»»

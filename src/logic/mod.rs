//! Core scoring and drift logic
//!
//! Prediction path: canonicalize -> cache lookup -> inference on miss ->
//! cache insert. Drift audits are independent of it.

pub mod canonical;
pub mod cache;
pub mod inference;
pub mod drift;
#[cfg(test)]
pub(crate) mod testing;

pub use cache::{CacheStats, CacheStatus, PredictionCache};
pub use canonical::{canonicalize, Fingerprint};
pub use drift::{DriftComparator, DriftError, FeatureSelection};
pub use inference::{InferenceEngine, InferenceError, ModelHandle};

use crate::models::{FeatureRecord, PredictionResult};

/// A served prediction with its cache key
#[derive(Debug, Clone, Copy)]
pub struct Scored {
    pub fingerprint: Fingerprint,
    pub result: PredictionResult,
    pub cache: CacheStatus,
}

/// Score one validated record through the cache
pub fn score(
    engine: &InferenceEngine,
    cache: &PredictionCache,
    record: &FeatureRecord,
) -> Result<Scored, InferenceError> {
    if !engine.model().is_loaded() {
        return Err(InferenceError::ServiceUnavailable);
    }

    let (fingerprint, canonical) = canonicalize(record);
    let (result, status) =
        cache.get_or_compute_with_status(fingerprint, &canonical, |form| engine.predict(form))?;

    Ok(Scored {
        fingerprint,
        result,
        cache: status,
    })
}
//! Prediction handlers

use axum::{
    extract::{rejection::JsonRejection, State},
    Json,
};

use crate::{AppState, AppError, AppResult};
use crate::logic::{self, CacheStats, Scored};
use crate::models::{BatchPredictRequest, BatchPredictResponse, FeatureRecord, PredictionResult};

/// Score one customer
pub async fn predict(
    State(state): State<AppState>,
    payload: Result<Json<FeatureRecord>, JsonRejection>,
) -> AppResult<Json<PredictionResult>> {
    let Json(record) = payload.map_err(|e| AppError::ValidationError(e.body_text()))?;
    record.check().map_err(AppError::ValidationError)?;

    let mut scored = score_records(&state, vec![record]).await?;
    let scored = scored.pop().ok_or_else(|| AppError::InternalError("empty scoring result".to_string()))?;

    Ok(Json(scored.result))
}

/// Score several customers; one invalid record rejects the batch
pub async fn predict_batch(
    State(state): State<AppState>,
    payload: Result<Json<BatchPredictRequest>, JsonRejection>,
) -> AppResult<Json<BatchPredictResponse>> {
    let Json(req) = payload.map_err(|e| AppError::ValidationError(e.body_text()))?;
    for (i, record) in req.records.iter().enumerate() {
        record
            .check()
            .map_err(|msg| AppError::ValidationError(format!("record {}: {}", i, msg)))?;
    }

    let scored = score_records(&state, req.records).await?;
    let predictions: Vec<PredictionResult> = scored.into_iter().map(|s| s.result).collect();

    tracing::info!("Batch scored: {} records", predictions.len());

    Ok(Json(BatchPredictResponse {
        count: predictions.len(),
        predictions,
    }))
}

/// Prediction cache counters
pub async fn cache_stats(State(state): State<AppState>) -> Json<CacheStats> {
    Json(state.cache.stats())
}

/// Run records through the cache on the blocking pool.
///
/// Scoring may wait on another request computing the same fingerprint.
async fn score_records(state: &AppState, records: Vec<FeatureRecord>) -> AppResult<Vec<Scored>> {
    if !state.engine.model().is_loaded() {
        return Err(AppError::ServiceUnavailable);
    }

    let engine = state.engine.clone();
    let cache = state.cache.clone();

    let scored = tokio::task::spawn_blocking(move || {
        records
            .iter()
            .map(|record| logic::score(&engine, &cache, record))
            .collect::<Result<Vec<_>, _>>()
    })
    .await??;

    for s in &scored {
        tracing::info!(
            event_type = "prediction",
            features_hash = %s.fingerprint,
            probability = s.result.churn_probability,
            risk_level = s.result.risk_level.as_str(),
            cache = ?s.cache,
            "prediction"
        );
    }

    Ok(scored)
}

««

Your answer should consist of each line of the data above in which the word "info" occurs.

*Task output:*
    tracing::info!("Batch scored: {} records", predictions.len());
        tracing::info!(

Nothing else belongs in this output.